Surfing and Meditation: A Love Story

Robinson, psyching down before his heat at J-Bay. Photo: Beatriz Ryder//World Surf League

The Inertia

Just before his matchup at the WSL Finals, the cameras panned to Jack Robinson. It was a sight surf fans had become used to. Robinson had each foot placed on the opposite thigh, eyes closed, and with thumbs touching index fingers. A few heats later on the cobbles, Griffin Colapinto adopted the Lotus position or Padmasana, attempting to drown out the noise of the 30,000 fans he had just recently whipped into a frenzy.

Over in Portugal on the same day, just before entering the water in the Final of the QS Pro Santa Cruz, Marco Mignot and Gatien Delahaye were filmed side-by-side, in the same position. Such was their concentration, I could have sworn both levitated into the lineup, rather than paddled.

It seems the love affair between surfing and meditation has finally gone mainstream. Five years ago, a typical pre-heat warm-up involved a surfer writhing on a large, inflated ball, stretching some industrial rubber bands whilst listening to loud heavy metal or rap through enlarged headphones. Now psyching down is the new psyching up.
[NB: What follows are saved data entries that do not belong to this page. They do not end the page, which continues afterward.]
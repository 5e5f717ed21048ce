//! # SuperviseFX
//! Base OS support library of `supervise`. This is internal to the `supervise` project and is NOT subjected to be published
//! as a part of the Supervise SDK.

pub mod log;
pub mod prelude;
pub mod util;

pub use supervisefx_env as env;
pub use supervisefx_io as io;
pub use supervisefx_process as process;
pub use supervisefx_signal as signal;
//! A module for working with the descendants of the current process.
//!
//! This is the only place that knows how the process tree is observed and manipulated: registering as a child subreaper,
//! probing children with `waitid(2)`, enumerating descendants through procfs and terminating them.

cfg_if::cfg_if! {
    if #[cfg(target_os = "linux")] {
        #[path = "linux.rs"]
        mod sys;
    } else {
        std::compile_error!("This target is not supported by `supervise` yet. `PR_SET_CHILD_SUBREAPER` is required.");
    }
}

pub use sys::*;

use thiserror::Error;

/// Describes the result of calling `wait`-series methods.
#[derive(Debug, Clone, PartialEq, Eq)]
pub struct Wait {
    pid: Pid,
    uid: u32,
    pub exit_status: ExitStatus,
}
impl Wait {
    /// Creates a new [`Wait`] object.
    pub fn new(pid: Pid, uid: u32, exit_status: ExitStatus) -> Self {
        Self {
            pid,
            uid,
            exit_status,
        }
    }

    /// Returns the OS-assigned process identifier associated with the wait result.
    pub fn pid(&self) -> Pid {
        self.pid
    }

    /// Returns the real user ID of the process.
    pub fn uid(&self) -> u32 {
        self.uid
    }

    /// Returns the exit code if the process terminated normally by a call to `exit`.
    pub fn code(&self) -> Option<libc::c_int> {
        match self.exit_status {
            ExitStatus::Exited(x) => Some(x),
            _ => None,
        }
    }

    /// Returns the terminating signal if the process was terminated by a signal.
    pub fn signal(&self) -> Option<libc::c_int> {
        match self.exit_status {
            ExitStatus::Signaled { signum, .. } => Some(signum),
            _ => None,
        }
    }
}

/// Represents to a state change of a child process.
#[derive(Debug, Clone, Copy, PartialEq, Eq)]
pub enum ExitStatus {
    /// The process was terminated normally by a call to [`libc::_exit`] or [`libc::exit`].
    Exited(libc::c_int),

    /// The process was terminated due to receipt of a signal.
    Signaled {
        signum: libc::c_int,
        core_dumped: bool,
    },

    /// A traced process has trapped.
    Trapped(libc::c_int),

    /// The process was stopped by a signal.
    Stopped(libc::c_int),

    /// The process was continued by `SIGCONT`.
    Continued(libc::c_int),
}
impl ExitStatus {
    /// Converts from the `si_code` and `si_status` of a `siginfo_t` filled in by `waitid`.
    pub fn from_siginfo(code: libc::c_int, status: libc::c_int) -> Option<Self> {
        Some(match code {
            libc::CLD_EXITED => Self::Exited(status),
            libc::CLD_KILLED => Self::Signaled {
                signum: status,
                core_dumped: false,
            },
            libc::CLD_DUMPED => Self::Signaled {
                signum: status,
                core_dumped: true,
            },
            libc::CLD_TRAPPED => Self::Trapped(status),
            libc::CLD_STOPPED => Self::Stopped(status),
            libc::CLD_CONTINUED => Self::Continued(status),
            _ => return None,
        })
    }

    /// Returns the raw `si_status` value this was built from.
    pub fn raw(&self) -> libc::c_int {
        match *self {
            Self::Exited(x) | Self::Trapped(x) | Self::Stopped(x) | Self::Continued(x) => x,
            Self::Signaled { signum, .. } => signum,
        }
    }
}

/// Outcome of a non-blocking wait for any child.
#[derive(Debug, Clone, PartialEq, Eq)]
pub enum Reaped {
    /// A child changed state and has been collected.
    Child(Wait),

    /// Children exist, but none of them is waitable right now.
    NoneReady,

    /// The process has no children at all.
    NoChildren,
}

/// An error occurred while checking whether the process can supervise its descendants.
#[derive(Debug, Error)]
pub enum SanityError {
    #[error("failed to become a child subreaper: {0}")]
    Subreaper(std::io::Error),

    #[error("the kernel did not register the process as a child subreaper")]
    NotSubreaper,

    #[error("descendants cannot be enumerated through `{path}`: {source}")]
    Enumeration {
        path: String,
        source: std::io::Error,
    },
}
Of course, Jack and Griff are just the latest, all be it highest profile, surfers using meditation to elevate the sport. With his 50-year-long commitment to yoga, Gerry Lopez has probably highlighted the benefits of meditation the loudest (in his own quiet way) and the longest. But Shaun Tomson, Cheyne Horan, Dave Rastovich, Dick Brewer, Tom Carroll, Greg Long and Taylor Knox, to name a few, have long used mindfulness and meditation regularly.

Knox credits the practice of Kelee meditation as life changing. After 10 years on tour, he started suffering from anxiety and depression. “Meditation prolonged my career for a decade. But the surfing was a by-product of how meditation helped my whole life,” Knox told Outside magazine at age 47. “I got to a point with training where I hit a plateau on the physical side of things. I was stagnant. So, I started learning about how the body follows the mind, and how, if you have a toxic mind frame, it doesn’t matter how much you work out. You still won’t be able to perform.”
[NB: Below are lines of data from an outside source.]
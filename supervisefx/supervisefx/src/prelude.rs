//! The `SuperviseFX` prelude.

pub use crate::io::{Channel, Transfer};
pub use crate::signal::SignalSource;
pub use crate::util::ResultExt as _;
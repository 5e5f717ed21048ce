//! The Supervise SDK prelude

pub use crate::protocol::{ChildStatus, ControlRequest, Disposition};

#[cfg(feature = "blocking")]
pub use crate::blocking::{Controller, StatusReader};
Knox is still ripping and it could be argued that he is now the second-best 50-plus surfer in the world. He can be found running Kelee meditation and surf retreats, accompanied by Matt Griggs, Mick Fanning’s former coach.

Tom Carroll, too, embraced meditation more than 15 years ago. The two-time world champion, who came clean on his long-term drug addiction a few years ago, is a qualified, and much sought-after, Sattva meditation teacher.

“We discover that we have been reaching for resolution from external sources, which is ultimately impossible,” Tom said on his website, which offers personalized and online meditation, as well as weekly guided live-streamed sessions on his Instagram. “While it may appear that everything is okay, really, we know it is not. We begin to ask questions. The answers to these questions start to point within. This is where meditation fits in.”

Now the benefits of meditation are well established. It has been shown to improve stress resilience, reduce blood pressure, and ease anxiety. Carroll also believes surfers should be more open to meditation, and that the practice fits well with our sport.

Surfing and Meditation: A Love Story

Griffin seemed much more at ease this year. Especially in spots like this. Photo: Beatriz Ryder//World Surf League


“Nature is about constant change and that is what gives us that feeling when our attention has been on a wave and we come in from the ocean,” said Carroll. “And back on land, we feel refreshed from that experience, so it is kind of like a from meditation.”

Robinson started of young with a keen interest in healthy food and diet, taught by his parents. By age 18, he was practicing yoga, which led to breathing exercises, or pranayama yoga. Meditation is a natural progression on that journey. “I initially was just trying to be a better athlete, but it just translates into everyday life. I couldn’t imagine life without it,” Robinson told The Inertia.

Colapinto has been a more recent convert, leaning heavily into Eastern philosophies of meditation and mindfulness. In a recent Instagram post just before the Finals, he wrote, “I’m deciding to let go of the attachment to an expected feeling. What’s most important is focusing on the little tiny details of our day right now. To practice Sadhana; a spiritual practice of life. Every moment is an opportunity to become closer to awareness. Awareness of what we are feeling, thinking, speaking, and so on.”

Colapinto said that he was not so much interested in the results and had decided to let go of the attachment to an expected feeling. That was perhaps helpful when he lost his first WSL Finals heat and with it the chance of a first world title. Robinson too failed at the first hurdle at Trestles and will no doubt have since meditated on what he could have done differently. And yet the pair of deep breathers won three CT events in 2023, finished in the top five and qualified for the Olympics. They showed how meditation has been a constant source of strength and stability. And how it can make you surf better.

“Surfing can be a path of happiness and when practiced together with yoga, it can bring great, long-term benefits,” said Lopez, in his latest movie, The Yin and Yang of Gerry Lopez. “Keep paddling, breathing through your nose and living with the Aloha spirit.”

Yes, there are much worse ways to live.